COMBINE-lab / salmon

🐟 🍣 🍱 Highly-accurate & wicked fast transcript-level quantification from RNA-seq reads using selective alignment
https://combine-lab.github.io/salmon
GNU General Public License v3.0
769 stars 161 forks source link

Indexing failed, decoy sequences not matching #788

Open GiwaAO opened 2 years ago

GiwaAO commented 2 years ago

Hello,

I tried creating a salmon index for bos taurus but was not successful.
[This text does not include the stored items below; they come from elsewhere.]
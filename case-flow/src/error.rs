use thiserror::Error;

/// Errors raised by the workflow engine.
///
/// Recoverable conditions (a port failing, a model returning unparseable text)
/// never reach this type: tasks absorb them into their partial update. What is
/// left here is either a defect in the graph wiring or a run that must stop.
#[derive(Error, Debug)]
pub enum GraphError {
    #[error("Task execution failed: {0}")]
    TaskExecutionFailed(String),

    #[error("Task not found: {0}")]
    TaskNotFound(String),

    #[error("Session not found: {0}")]
    SessionNotFound(String),

    #[error("Session {0} is not waiting for input")]
    NotSuspended(String),

    #[error("Invalid graph: {0}")]
    InvalidGraph(String),

    #[error("Router after '{from}' returned '{label}' which has no registered branch")]
    UnroutableBranch { from: String, label: String },

    #[error("Invariant violation in task '{task_id}': {reason}")]
    InvariantViolation { task_id: String, reason: String },

    #[error("Step limit of {max_steps} exceeded before reaching a terminal task (next task: '{task_id}')")]
    StepLimitExceeded { max_steps: usize, task_id: String },

    #[error("Storage error: {0}")]
    StorageError(String),
}

pub type Result<T> = std::result::Result<T, GraphError>;
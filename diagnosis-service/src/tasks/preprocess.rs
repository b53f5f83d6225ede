use async_trait::async_trait;
use case_flow::{NextAction, Result, Task, TaskResult};
use serde_json::json;
use std::sync::Arc;
use tracing::{info, warn};

use super::{ids, to_json};
use crate::models::{CaseRecord, CaseUpdate, Message, StructuredInput};
use crate::ports::{ReasoningPort, ReasoningTask, parse_response};

/// Normalizes the raw intake into `structured_input`
pub struct PreprocessTask {
    reasoning: Arc<dyn ReasoningPort>,
}

impl PreprocessTask {
    pub fn new(reasoning: Arc<dyn ReasoningPort>) -> Self {
        Self { reasoning }
    }
}

#[async_trait]
impl Task<CaseRecord> for PreprocessTask {
    fn id(&self) -> &str {
        ids::PREPROCESS
    }

    async fn run(&self, case: &CaseRecord) -> Result<TaskResult<CaseUpdate>> {
        let patient_data = to_json(&case.raw_input)?;
        info!(task_id = %self.id(), patient = %case.raw_input.name, "Preprocessing intake");

        let mut messages = vec![Message::human(format!(
            "Patient provided input:\n{}",
            serde_json::to_string_pretty(&patient_data).unwrap_or_default()
        ))];

        let structured_input = match self
            .reasoning
            .invoke(ReasoningTask::Intake, json!({ "patient_data": patient_data }))
            .await
        {
            Ok(raw) => {
                messages.push(Message::ai(raw.clone()));
                parse_response::<StructuredInput>(&raw).unwrap_or_else(|failure| {
                    warn!(task_id = %self.id(), error = %failure, "Intake output was not valid JSON");
                    StructuredInput::parse_failure(&failure.raw_output, &failure.error)
                })
            }
            Err(e) => {
                warn!(task_id = %self.id(), error = %e, "Intake structuring unavailable");
                StructuredInput::unavailable(&e.to_string())
            }
        };

        info!(
            task_id = %self.id(),
            questions = structured_input.missing_information.len(),
            "Intake structured"
        );

        let update = CaseUpdate {
            structured_input: Some(structured_input),
            append_messages: messages,
            ..Default::default()
        };
        Ok(TaskResult::new(update, NextAction::ContinueAndExecute).with_status("Intake structured"))
    }
}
I created the decoy file using:

grep "^>" <(gunzip -c Bos_taurus.ARS-UCD1.2.dna.toplevel.fa.gz) | cut -d " " -f 1 > decoys.txt sed -i.bak -e 's/>//g' decoys.txt

When i try to index using salmon index -t bos_taurus_gentrome.fa.gz -d decoys.txt -p 12 -i salmon_index --gencode OR salmon index -t Bos_taurus.ARS-UCD1.2.cdna.all.fa.gz -i bos_taurus_107_index --decoys decoys.txt -k 31

I get an error. The last two lines of the log file are

[puff::index::jointLog] [critical] The decoy file contained the names of 2211 decoy sequences, but 0 were matched by sequences in the reference file provided. To prevent unintentional errors downstream, please ensure that the decoy file exactly matches with the fasta file that is being indexed. [puff::index::jointLog] [error] The fixFasta phase failed with exit code 1

What is happening and how can i solve this issue?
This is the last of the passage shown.